← Back to context

Comment by Y-bar

6 hours ago

We stopped having this problem over ten years ago when spec 1.1 was implemented. Why are people still harking on about it?

A new spec version doesn’t mean we stop having the problem.

E.g. kubernetes wrote about solving this only five months ago[1] and by moving from yaml to kyaml, a yaml subset.

[1]: https://kubernetes.io/blog/2025/07/28/kubernetes-v1-34-sneak...

  • The 1.1 spec was released about _twenty_ years ago, I explicitly used the word _implemented_ for a reason. As in: Our Yaml lib vendor had begun officially supporting that version more than ten years ago.
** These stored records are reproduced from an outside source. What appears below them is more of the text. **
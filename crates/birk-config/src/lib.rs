// Copyright (c) 2024-2026 Martin Schröder <info@swedishembedded.com>
//
// SPDX-License-Identifier: Apache-2.0
mod loader;
mod schema;

pub use loader::load;
pub use schema::{
    Config, ModelConfig, ProviderConfig, ReasoningEffort, ReasoningSummary, RolloutConfig,
    RolloutTtl, ToolsConfig, WireApi,
};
Because there's a metric ton of software out there that was built once upon a time and then that bit was never updated. I've seen this issue out in the wild across more industries than I can count.

  • I’m not here clanking down on Java for lacking Lambda features, the problem is that I did not update my Java environment past the 2014 version, not a problem with Java.
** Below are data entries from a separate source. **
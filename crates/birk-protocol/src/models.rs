// Copyright (c) 2024-2026 Martin Schröder <info@swedishembedded.com>
//
// SPDX-License-Identifier: Apache-2.0
use serde::{Deserialize, Serialize};

/// One element of conversation history, in the shape the Responses API
/// expects on the wire.
///
/// The `content` field of the message-like variants is always an array,
/// never a bare string — providers reject mixed forms and downstream code
/// relies on it (see [`response_item_text`]).
#[derive(Debug, Clone, PartialEq, Serialize, Deserialize)]
#[serde(tag = "type", rename_all = "snake_case")]
pub enum ResponseItem {
    Message {
        /// Present on Azure requests, where every input item needs an id.
        #[serde(skip_serializing_if = "Option::is_none")]
        id: Option<String>,
        role: String,
        content: Vec<ContentItem>,
    },
    Reasoning {
        #[serde(skip_serializing_if = "Option::is_none")]
        id: Option<String>,
        summary: Vec<ContentItem>,
        content: Vec<ContentItem>,
    },
    FunctionCall {
        #[serde(skip_serializing_if = "Option::is_none")]
        id: Option<String>,
        call_id: String,
        name: String,
        /// JSON-encoded argument object, forwarded verbatim.
        arguments: String,
    },
    FunctionCallOutput {
        #[serde(skip_serializing_if = "Option::is_none")]
        id: Option<String>,
        call_id: String,
        content: Vec<ContentItem>,
    },
}

impl ResponseItem {
    /// A user message with a single text content item.
    pub fn user_text(text: impl Into<String>) -> Self {
        Self::Message {
            id: None,
            role: "user".into(),
            content: vec![ContentItem::InputText { text: text.into() }],
        }
    }

    /// An assistant message with a single output-text content item.
    pub fn assistant_text(text: impl Into<String>) -> Self {
        Self::Message {
            id: None,
            role: "assistant".into(),
            content: vec![ContentItem::OutputText { text: text.into() }],
        }
    }

    /// A function call output whose content is a single output-text item.
    pub fn function_output(call_id: impl Into<String>, text: impl Into<String>) -> Self {
        Self::FunctionCallOutput {
            id: None,
            call_id: call_id.into(),
            content: vec![ContentItem::OutputText { text: text.into() }],
        }
    }

    /// Role of a message item; `None` for non-message items.
    pub fn role(&self) -> Option<&str> {
        match self {
            Self::Message { role, .. } => Some(role),
            _ => None,
        }
    }
}

/// One block inside a [`ResponseItem`] content array.
#[derive(Debug, Clone, PartialEq, Serialize, Deserialize)]
#[serde(tag = "type", rename_all = "snake_case")]
pub enum ContentItem {
    InputText { text: String },
    OutputText { text: String },
    InputImage { image_url: String },
    ReasoningText { text: String },
}

impl ContentItem {
    /// The text carried by this item; empty for images.
    pub fn text(&self) -> &str {
        match self {
            Self::InputText { text }
            | Self::OutputText { text }
            | Self::ReasoningText { text } => text,
            Self::InputImage { .. } => "",
        }
    }
}

/// Joined text of all content items of a message-like [`ResponseItem`].
///
/// Returns an empty string for function calls (which carry arguments, not
/// content).  Never panics.
pub fn response_item_text(item: &ResponseItem) -> String {
    match item {
        ResponseItem::Message { content, .. }
        | ResponseItem::FunctionCallOutput { content, .. } => {
            content.iter().map(ContentItem::text).collect()
        }
        ResponseItem::Reasoning { content, summary, .. } => {
            if content.is_empty() {
                summary.iter().map(ContentItem::text).collect()
            } else {
                content.iter().map(ContentItem::text).collect()
            }
        }
        ResponseItem::FunctionCall { .. } => String::new(),
    }
}

// ─── Unit tests ──────────────────────────────────────────────────────────────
    • I think this mixes up two separate things. If you're working with Java, it's conceivable that you could probably update with some effort. If you're an aerospace engineer using software that was certified decades ago for an exorbitant amount of money, it's never going to happen. Swap for nearly any industry of your liking, since most of the world runs on legacy software by definition. A very large number of people running into issues like these are not in a position where they could solve the problem even if they wanted to.
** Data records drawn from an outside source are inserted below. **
// Copyright (c) 2024-2026 Martin Schröder <info@swedishembedded.com>
//
// SPDX-License-Identifier: Apache-2.0
use serde::{Deserialize, Serialize};
use serde_json::Value;

/// Submission queue entry — one request from the caller.
///
/// `id` is generated by the agent on `submit()` and echoed back as the
/// `id` of every [`Event`] the submission gives rise to.
#[derive(Debug, Clone, Serialize, Deserialize)]
pub struct Submission {
    pub id: String,
    pub op: Op,
}

/// A single item of user input.
#[derive(Debug, Clone, PartialEq, Serialize, Deserialize)]
#[serde(tag = "type", rename_all = "snake_case")]
pub enum InputItem {
    Text { text: String },
    Image { image_url: String },
    /// Output of a tool executed outside the agent loop, folded back into
    /// the conversation as a `function_call_output`.
    ToolResult { call_id: String, output: String },
}

/// The operation carried by a [`Submission`].  Consumed exactly once by
/// the submission loop.
#[derive(Debug, Clone, PartialEq, Serialize, Deserialize)]
#[serde(tag = "type", rename_all = "snake_case")]
pub enum Op {
    /// Input from the user.  If a task is already running the items are
    /// injected into it; otherwise a new task is spawned.
    UserInput { items: Vec<InputItem> },

    /// Like `UserInput` but carries the full per-turn context, overriding
    /// the session's persistent defaults for this task only.
    UserTurn {
        items: Vec<InputItem>,
        /// Base URL of the page context the turn operates on (the browser
        /// rendition of a working directory).
        cwd: String,
        approval_policy: AskForApproval,
        sandbox_policy: SandboxPolicy,
        model: String,
        #[serde(skip_serializing_if = "Option::is_none")]
        effort: Option<String>,
        #[serde(skip_serializing_if = "Option::is_none")]
        summary: Option<String>,
    },

    /// Override parts of the persistent turn context for subsequent
    /// turns.  All fields are optional; omitted fields keep their current
    /// value.  Does not enqueue any input and never spawns a task.
    OverrideTurnContext {
        #[serde(skip_serializing_if = "Option::is_none")]
        cwd: Option<String>,
        #[serde(skip_serializing_if = "Option::is_none")]
        approval_policy: Option<AskForApproval>,
        #[serde(skip_serializing_if = "Option::is_none")]
        sandbox_policy: Option<SandboxPolicy>,
        #[serde(skip_serializing_if = "Option::is_none")]
        model: Option<String>,
        #[serde(skip_serializing_if = "Option::is_none")]
        effort: Option<String>,
        #[serde(skip_serializing_if = "Option::is_none")]
        summary: Option<String>,
    },

    /// Abort all running tasks.  Answered with [`EventMsg::TurnAborted`].
    Interrupt,

    /// The user's decision for a pending command approval.
    ExecApproval {
        execution_id: String,
        decision: ReviewDecision,
    },

    /// The user's decision for a pending patch approval.
    PatchApproval {
        execution_id: String,
        decision: ReviewDecision,
    },

    /// Summarize the conversation so far to reclaim context window.
    Compact,

    /// Flush the rollout and terminate the submission loop.
    Shutdown,
}

/// The user's answer to an approval request.
#[derive(Debug, Clone, Copy, Default, PartialEq, Eq, Serialize, Deserialize)]
#[serde(rename_all = "snake_case")]
pub enum ReviewDecision {
    Approve,
    Reject,
    /// Skip the call and wind the whole task down.  Also the value every
    /// pending approval is resolved with when its task aborts.
    #[default]
    Abort,
}

/// When the user is consulted before a tool call runs.
#[derive(Debug, Clone, Copy, Default, PartialEq, Eq, Serialize, Deserialize)]
#[serde(rename_all = "kebab-case")]
pub enum AskForApproval {
    /// Only known-safe read-only calls are auto-approved.
    #[serde(rename = "untrusted")]
    UnlessTrusted,
    /// Auto-approve, escalate to the user when the call fails.
    OnFailure,
    /// The tool's own `requires_approval` flag decides.
    #[default]
    OnRequest,
    /// Never ask; failures go straight back to the model.
    Never,
}

/// Execution restrictions for browser-side tool calls.
#[derive(Debug, Clone, Copy, Default, PartialEq, Eq, Serialize, Deserialize)]
#[serde(rename_all = "kebab-case")]
pub enum SandboxPolicy {
    /// DOM inspection only; no mutation, no navigation.
    ReadOnly,
    /// DOM/storage writes confined to the current page.
    #[default]
    PageWrite,
    /// Navigation, tab management and network interception allowed.
    FullAccess,
}

/// Why a turn was aborted.
#[derive(Debug, Clone, PartialEq, Eq, Serialize, Deserialize)]
#[serde(rename_all = "snake_case")]
pub enum TurnAbortReason {
    UserInterrupt,
    /// A newer task replaced this one.
    Replaced,
    Error,
}

/// Token usage for one turn or accumulated over a task.
#[derive(Debug, Clone, Copy, Default, PartialEq, Eq, Serialize, Deserialize)]
pub struct TokenUsage {
    pub input_tokens: u64,
    pub cached_input_tokens: u64,
    pub output_tokens: u64,
    pub total_tokens: u64,
}

impl TokenUsage {
    /// Fold another turn's usage into this accumulator.
    pub fn add(&mut self, other: &TokenUsage) {
        self.input_tokens += other.input_tokens;
        self.cached_input_tokens += other.cached_input_tokens;
        self.output_tokens += other.output_tokens;
        self.total_tokens += other.total_tokens;
    }

    /// Tokens that count against the context window after this turn.
    pub fn tokens_in_context_window(&self) -> u64 {
        self.total_tokens
    }
}

/// Severity/kind tag for [`EventMsg::Notification`].
#[derive(Debug, Clone, Copy, PartialEq, Eq, Serialize, Deserialize)]
#[serde(rename_all = "snake_case")]
pub enum NotificationKind {
    System,
    Warning,
    RateLimits,
}

/// Event queue entry.  `id` is the id of the submission that caused it.
#[derive(Debug, Clone, Serialize, Deserialize)]
pub struct Event {
    pub id: String,
    pub msg: EventMsg,
}

/// Events emitted by the agent.  Totally ordered within a session;
/// consumers treat the stream as the canonical ordering.
#[derive(Debug, Clone, PartialEq, Serialize, Deserialize)]
#[serde(tag = "type", rename_all = "snake_case")]
pub enum EventMsg {
    /// A task began executing for a submission.
    TaskStarted { model: String, cwd: String },
    /// The task finished normally.
    TaskComplete {
        turn_count: u32,
        token_usage: TokenUsage,
        #[serde(skip_serializing_if = "Option::is_none")]
        last_agent_message: Option<String>,
    },
    /// The task hit a fatal error.
    TaskFailed { message: String },
    /// The task was aborted before finishing.
    TurnAborted { reason: TurnAbortReason },

    /// A complete assistant message (after streaming finished).
    AgentMessage { message: String },
    /// One streamed chunk of the assistant message.
    AgentMessageDelta { delta: String },
    /// A complete reasoning block.
    AgentReasoning { text: String },
    /// One streamed chunk of model reasoning.
    AgentReasoningDelta { delta: String },

    /// A tool call is about to execute.
    ToolCallBegin {
        call_id: String,
        name: String,
        args: Value,
    },
    /// A tool call finished.
    ToolCallEnd {
        call_id: String,
        ok: bool,
        duration_ms: u64,
        result: String,
    },
    /// Incremental output from a long-running tool.
    ToolOutputDelta {
        call_id: String,
        stream: String,
        chunk: String,
    },

    /// The agent is waiting for the user to approve a command.
    ExecApprovalRequest {
        execution_id: String,
        command: String,
        #[serde(skip_serializing_if = "Option::is_none")]
        explanation: Option<String>,
    },
    /// The agent is waiting for the user to approve a patch.
    PatchApprovalRequest {
        execution_id: String,
        summary: String,
    },

    /// The agent updated its plan / todo list.
    PlanUpdate { tasks: Vec<String> },
    /// Token usage after a completed turn.
    TokenCount { usage: TokenUsage },
    /// Informational side-channel message (never persisted).
    Notification {
        kind: NotificationKind,
        payload: Value,
    },

    /// A recoverable error; the session continues.
    Error { message: String },
    /// A model stream error, possibly retryable.
    StreamError { message: String, retryable: bool },

    /// Emitted once after a session is created or resumed so consumers
    /// can reset their display state.
    SessionConfigured {
        session_id: String,
        model: String,
        #[serde(skip_serializing_if = "Option::is_none")]
        rollout_id: Option<String>,
    },
    /// The submission loop has drained and is about to exit.
    ShutdownComplete,
}

// ─── Unit tests ──────────────────────────────────────────────────────────────

#[cfg(test)]
mod tests {
    use super::*;

    // ── Op serialization ──────────────────────────────────────────────────────

    #[test]
    fn op_user_input_round_trips() {
        let op = Op::UserInput {
            items: vec![InputItem::Text { text: "hi".into() }],
        };
        let json = serde_json::to_string(&op).unwrap();
        assert!(json.contains(r#""type":"user_input""#), "tag missing: {json}");
        let back: Op = serde_json::from_str(&json).unwrap();
        assert_eq!(back, op);
    }

    #[test]
    fn op_override_omits_unset_fields() {
        let op = Op::OverrideTurnContext {
            cwd: None,
            approval_policy: None,
            sandbox_policy: None,
            model: Some("gpt-5".into()),
            effort: None,
            summary: None,
        };
        let json = serde_json::to_string(&op).unwrap();
        assert!(json.contains("gpt-5"));
        assert!(!json.contains("cwd"), "unset fields must be omitted: {json}");
    }

    #[test]
    fn op_interrupt_is_bare_tag() {
        let json = serde_json::to_string(&Op::Interrupt).unwrap();
        assert_eq!(json, r#"{"type":"interrupt"}"#);
    }

    #[test]
    fn exec_approval_decision_round_trips() {
        let op = Op::ExecApproval {
            execution_id: "c1".into(),
            decision: ReviewDecision::Approve,
        };
        let json = serde_json::to_string(&op).unwrap();
        assert!(json.contains(r#""decision":"approve""#));
        let back: Op = serde_json::from_str(&json).unwrap();
        assert_eq!(back, op);
    }

    // ── EventMsg serialization ────────────────────────────────────────────────

    #[test]
    fn event_msg_task_started_tagged() {
        let msg = EventMsg::TaskStarted {
            model: "gpt-5".into(),
            cwd: "https://example.com".into(),
        };
        let json = serde_json::to_string(&msg).unwrap();
        assert!(json.contains(r#""type":"task_started""#));
    }

    #[test]
    fn event_msg_turn_aborted_reason_round_trips() {
        let msg = EventMsg::TurnAborted {
            reason: TurnAbortReason::UserInterrupt,
        };
        let json = serde_json::to_string(&msg).unwrap();
        assert!(json.contains("user_interrupt"));
        let back: EventMsg = serde_json::from_str(&json).unwrap();
        assert_eq!(back, msg);
    }

    #[test]
    fn event_msg_task_complete_omits_absent_last_message() {
        let msg = EventMsg::TaskComplete {
            turn_count: 2,
            token_usage: TokenUsage::default(),
            last_agent_message: None,
        };
        let json = serde_json::to_string(&msg).unwrap();
        assert!(!json.contains("last_agent_message"));
    }

    // ── TokenUsage ────────────────────────────────────────────────────────────

    #[test]
    fn token_usage_add_accumulates_all_fields() {
        let mut total = TokenUsage {
            input_tokens: 10,
            cached_input_tokens: 5,
            output_tokens: 3,
            total_tokens: 13,
        };
        total.add(&TokenUsage {
            input_tokens: 7,
            cached_input_tokens: 0,
            output_tokens: 2,
            total_tokens: 9,
        });
        assert_eq!(total.input_tokens, 17);
        assert_eq!(total.cached_input_tokens, 5);
        assert_eq!(total.output_tokens, 5);
        assert_eq!(total.total_tokens, 22);
    }

    // ── Policy defaults ───────────────────────────────────────────────────────

    #[test]
    fn approval_default_is_on_request() {
        assert_eq!(AskForApproval::default(), AskForApproval::OnRequest);
    }

    #[test]
    fn sandbox_default_is_page_write() {
        assert_eq!(SandboxPolicy::default(), SandboxPolicy::PageWrite);
    }

    #[test]
    fn sandbox_policy_kebab_case_wire_format() {
        let json = serde_json::to_string(&SandboxPolicy::FullAccess).unwrap();
        assert_eq!(json, r#""full-access""#);
    }
}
Now add brackets and end-tags, I'll reconsider. ;)

  • Brackets works fine:

        Roles: [editor, product_manager]
    

    End tags, that I’m not sure what that is. But three dashes is part of the spec to delineate sections:

        something:
            setting: true
        ---
        another:
            thing: false

Because once a technology develops a reputation for having a problem it's practically impossible to rehabilitate it.